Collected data

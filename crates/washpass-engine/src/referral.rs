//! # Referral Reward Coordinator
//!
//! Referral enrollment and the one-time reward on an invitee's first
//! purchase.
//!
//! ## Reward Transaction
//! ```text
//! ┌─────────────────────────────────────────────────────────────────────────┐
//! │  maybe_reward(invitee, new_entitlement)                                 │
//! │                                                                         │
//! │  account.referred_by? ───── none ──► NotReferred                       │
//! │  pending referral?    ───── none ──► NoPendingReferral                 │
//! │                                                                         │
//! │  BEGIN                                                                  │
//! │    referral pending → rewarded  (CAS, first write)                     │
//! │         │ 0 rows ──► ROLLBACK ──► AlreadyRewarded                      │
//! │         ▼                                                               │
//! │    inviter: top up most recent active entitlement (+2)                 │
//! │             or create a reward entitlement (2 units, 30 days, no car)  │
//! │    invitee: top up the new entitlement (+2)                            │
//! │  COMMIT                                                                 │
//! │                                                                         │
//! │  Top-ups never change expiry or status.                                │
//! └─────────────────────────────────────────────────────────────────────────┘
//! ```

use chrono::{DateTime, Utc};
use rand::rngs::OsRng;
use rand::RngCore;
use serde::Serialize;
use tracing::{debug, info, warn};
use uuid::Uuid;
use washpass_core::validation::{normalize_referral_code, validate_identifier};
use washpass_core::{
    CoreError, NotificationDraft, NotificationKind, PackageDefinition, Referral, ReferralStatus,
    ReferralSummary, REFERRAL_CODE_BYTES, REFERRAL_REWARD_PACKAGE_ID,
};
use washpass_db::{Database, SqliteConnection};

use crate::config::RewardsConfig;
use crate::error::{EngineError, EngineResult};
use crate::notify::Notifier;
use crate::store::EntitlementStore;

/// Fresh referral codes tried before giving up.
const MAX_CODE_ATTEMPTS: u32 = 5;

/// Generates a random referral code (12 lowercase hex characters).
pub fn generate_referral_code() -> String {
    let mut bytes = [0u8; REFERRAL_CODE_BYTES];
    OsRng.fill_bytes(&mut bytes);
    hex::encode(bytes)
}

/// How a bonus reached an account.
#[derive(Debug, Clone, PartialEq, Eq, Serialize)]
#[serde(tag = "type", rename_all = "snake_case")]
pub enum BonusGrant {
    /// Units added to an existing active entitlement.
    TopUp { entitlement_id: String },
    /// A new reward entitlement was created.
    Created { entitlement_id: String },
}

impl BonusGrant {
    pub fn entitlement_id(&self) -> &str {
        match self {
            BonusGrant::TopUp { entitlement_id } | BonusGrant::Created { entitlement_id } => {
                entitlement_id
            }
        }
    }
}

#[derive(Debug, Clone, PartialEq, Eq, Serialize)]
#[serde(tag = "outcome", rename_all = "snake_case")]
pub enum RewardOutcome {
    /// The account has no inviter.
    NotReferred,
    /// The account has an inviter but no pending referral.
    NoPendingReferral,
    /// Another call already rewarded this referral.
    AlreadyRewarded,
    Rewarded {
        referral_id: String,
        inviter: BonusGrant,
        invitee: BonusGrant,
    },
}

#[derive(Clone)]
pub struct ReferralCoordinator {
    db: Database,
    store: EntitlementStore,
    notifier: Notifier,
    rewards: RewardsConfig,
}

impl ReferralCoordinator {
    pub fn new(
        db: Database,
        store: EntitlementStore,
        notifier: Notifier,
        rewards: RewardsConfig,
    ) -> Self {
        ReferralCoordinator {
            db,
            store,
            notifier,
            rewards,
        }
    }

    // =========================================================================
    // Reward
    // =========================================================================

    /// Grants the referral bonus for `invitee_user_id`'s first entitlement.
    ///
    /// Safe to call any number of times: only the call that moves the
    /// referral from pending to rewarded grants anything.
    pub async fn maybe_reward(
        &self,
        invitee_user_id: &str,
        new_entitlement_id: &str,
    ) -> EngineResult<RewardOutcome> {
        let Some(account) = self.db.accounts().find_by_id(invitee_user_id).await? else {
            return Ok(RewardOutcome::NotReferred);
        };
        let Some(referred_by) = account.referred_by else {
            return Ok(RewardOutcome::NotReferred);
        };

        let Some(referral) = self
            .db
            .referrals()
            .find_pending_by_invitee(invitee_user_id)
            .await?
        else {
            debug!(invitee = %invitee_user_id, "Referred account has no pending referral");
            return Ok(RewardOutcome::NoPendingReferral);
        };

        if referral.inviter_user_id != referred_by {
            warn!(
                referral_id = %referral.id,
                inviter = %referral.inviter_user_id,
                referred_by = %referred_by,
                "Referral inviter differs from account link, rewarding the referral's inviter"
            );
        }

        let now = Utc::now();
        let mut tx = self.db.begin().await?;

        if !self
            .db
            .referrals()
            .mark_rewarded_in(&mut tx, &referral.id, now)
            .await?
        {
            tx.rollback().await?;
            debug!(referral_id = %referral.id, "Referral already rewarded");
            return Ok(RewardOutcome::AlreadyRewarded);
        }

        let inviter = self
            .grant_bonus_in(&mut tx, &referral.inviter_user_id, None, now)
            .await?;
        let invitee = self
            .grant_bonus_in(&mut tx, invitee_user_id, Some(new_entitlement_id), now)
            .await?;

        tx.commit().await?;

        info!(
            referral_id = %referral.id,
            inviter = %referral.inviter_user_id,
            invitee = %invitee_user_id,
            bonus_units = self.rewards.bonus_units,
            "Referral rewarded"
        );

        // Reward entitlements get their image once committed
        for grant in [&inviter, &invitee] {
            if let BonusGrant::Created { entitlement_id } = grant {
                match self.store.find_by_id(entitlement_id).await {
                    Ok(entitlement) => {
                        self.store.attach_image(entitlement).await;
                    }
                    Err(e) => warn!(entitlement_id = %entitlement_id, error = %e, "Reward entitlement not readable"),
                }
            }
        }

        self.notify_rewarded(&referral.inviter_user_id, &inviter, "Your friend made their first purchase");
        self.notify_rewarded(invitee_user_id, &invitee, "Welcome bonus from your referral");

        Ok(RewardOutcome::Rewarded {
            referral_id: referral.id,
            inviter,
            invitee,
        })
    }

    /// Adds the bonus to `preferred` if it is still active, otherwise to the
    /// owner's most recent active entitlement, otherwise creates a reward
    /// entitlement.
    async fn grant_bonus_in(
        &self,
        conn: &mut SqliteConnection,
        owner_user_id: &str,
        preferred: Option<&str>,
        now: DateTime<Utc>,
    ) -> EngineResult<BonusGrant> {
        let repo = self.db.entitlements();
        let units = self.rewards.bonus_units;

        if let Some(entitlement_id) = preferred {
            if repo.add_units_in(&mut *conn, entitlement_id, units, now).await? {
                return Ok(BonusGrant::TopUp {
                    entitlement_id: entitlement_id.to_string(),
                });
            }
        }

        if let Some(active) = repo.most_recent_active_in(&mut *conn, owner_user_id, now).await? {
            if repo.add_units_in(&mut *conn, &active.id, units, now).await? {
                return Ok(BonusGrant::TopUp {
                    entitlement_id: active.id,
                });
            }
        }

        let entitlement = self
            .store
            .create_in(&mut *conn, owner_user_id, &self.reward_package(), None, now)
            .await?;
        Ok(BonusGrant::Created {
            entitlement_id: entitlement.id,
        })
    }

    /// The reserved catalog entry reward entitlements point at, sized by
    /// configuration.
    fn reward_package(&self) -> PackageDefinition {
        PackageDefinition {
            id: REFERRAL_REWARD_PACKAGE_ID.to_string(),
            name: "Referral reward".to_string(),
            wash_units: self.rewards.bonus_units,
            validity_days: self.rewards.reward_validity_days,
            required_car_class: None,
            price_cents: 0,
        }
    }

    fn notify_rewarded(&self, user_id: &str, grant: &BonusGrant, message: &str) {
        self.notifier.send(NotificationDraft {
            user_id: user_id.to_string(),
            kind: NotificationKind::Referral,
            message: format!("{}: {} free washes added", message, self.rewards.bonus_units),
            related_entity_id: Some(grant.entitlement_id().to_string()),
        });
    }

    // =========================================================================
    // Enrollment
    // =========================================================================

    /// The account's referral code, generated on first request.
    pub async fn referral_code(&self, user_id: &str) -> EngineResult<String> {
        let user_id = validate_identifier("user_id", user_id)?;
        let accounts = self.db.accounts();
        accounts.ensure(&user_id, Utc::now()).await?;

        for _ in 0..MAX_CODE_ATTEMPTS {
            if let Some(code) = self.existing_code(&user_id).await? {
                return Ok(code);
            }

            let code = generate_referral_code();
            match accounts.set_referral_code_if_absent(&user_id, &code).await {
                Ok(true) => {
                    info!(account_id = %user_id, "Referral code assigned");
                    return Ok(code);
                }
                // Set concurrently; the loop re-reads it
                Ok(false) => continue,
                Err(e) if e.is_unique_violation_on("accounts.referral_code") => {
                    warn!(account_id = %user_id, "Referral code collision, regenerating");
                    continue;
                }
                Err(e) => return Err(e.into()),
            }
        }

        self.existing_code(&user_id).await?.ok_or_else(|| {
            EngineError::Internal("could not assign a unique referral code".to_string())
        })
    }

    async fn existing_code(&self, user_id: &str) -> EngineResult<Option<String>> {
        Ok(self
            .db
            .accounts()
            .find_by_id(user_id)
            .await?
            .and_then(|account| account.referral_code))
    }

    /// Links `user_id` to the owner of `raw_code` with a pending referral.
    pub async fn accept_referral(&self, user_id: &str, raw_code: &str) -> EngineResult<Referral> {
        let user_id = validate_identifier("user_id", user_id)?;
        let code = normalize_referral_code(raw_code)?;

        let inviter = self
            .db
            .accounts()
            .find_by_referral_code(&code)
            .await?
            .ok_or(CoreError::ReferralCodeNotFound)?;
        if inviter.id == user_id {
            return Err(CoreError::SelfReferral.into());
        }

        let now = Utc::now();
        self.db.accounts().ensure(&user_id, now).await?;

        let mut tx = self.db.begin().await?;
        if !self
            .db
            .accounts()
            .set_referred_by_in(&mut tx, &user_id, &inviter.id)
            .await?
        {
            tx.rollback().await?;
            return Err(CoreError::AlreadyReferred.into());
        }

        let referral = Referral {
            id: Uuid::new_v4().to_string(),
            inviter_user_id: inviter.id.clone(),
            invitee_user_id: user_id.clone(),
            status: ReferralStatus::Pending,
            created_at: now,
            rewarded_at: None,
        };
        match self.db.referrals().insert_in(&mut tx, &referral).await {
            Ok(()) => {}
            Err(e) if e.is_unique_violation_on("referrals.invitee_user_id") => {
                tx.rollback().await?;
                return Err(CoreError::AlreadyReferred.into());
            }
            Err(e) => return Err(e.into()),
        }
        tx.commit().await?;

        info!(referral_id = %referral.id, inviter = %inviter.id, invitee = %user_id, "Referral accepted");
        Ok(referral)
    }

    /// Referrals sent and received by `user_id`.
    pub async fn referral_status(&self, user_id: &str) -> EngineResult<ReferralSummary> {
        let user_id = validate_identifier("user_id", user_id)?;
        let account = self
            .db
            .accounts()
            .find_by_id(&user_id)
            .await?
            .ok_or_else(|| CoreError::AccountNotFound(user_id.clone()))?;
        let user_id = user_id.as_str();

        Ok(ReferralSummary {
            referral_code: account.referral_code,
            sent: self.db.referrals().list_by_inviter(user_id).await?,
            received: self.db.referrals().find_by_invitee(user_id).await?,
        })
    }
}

*What is required:* Go through the records line by line, and copy each line that holds the string "Option".

*Task output:*
        preferred: Option<&str>,
    async fn existing_code(&self, user_id: &str) -> EngineResult<Option<String>> {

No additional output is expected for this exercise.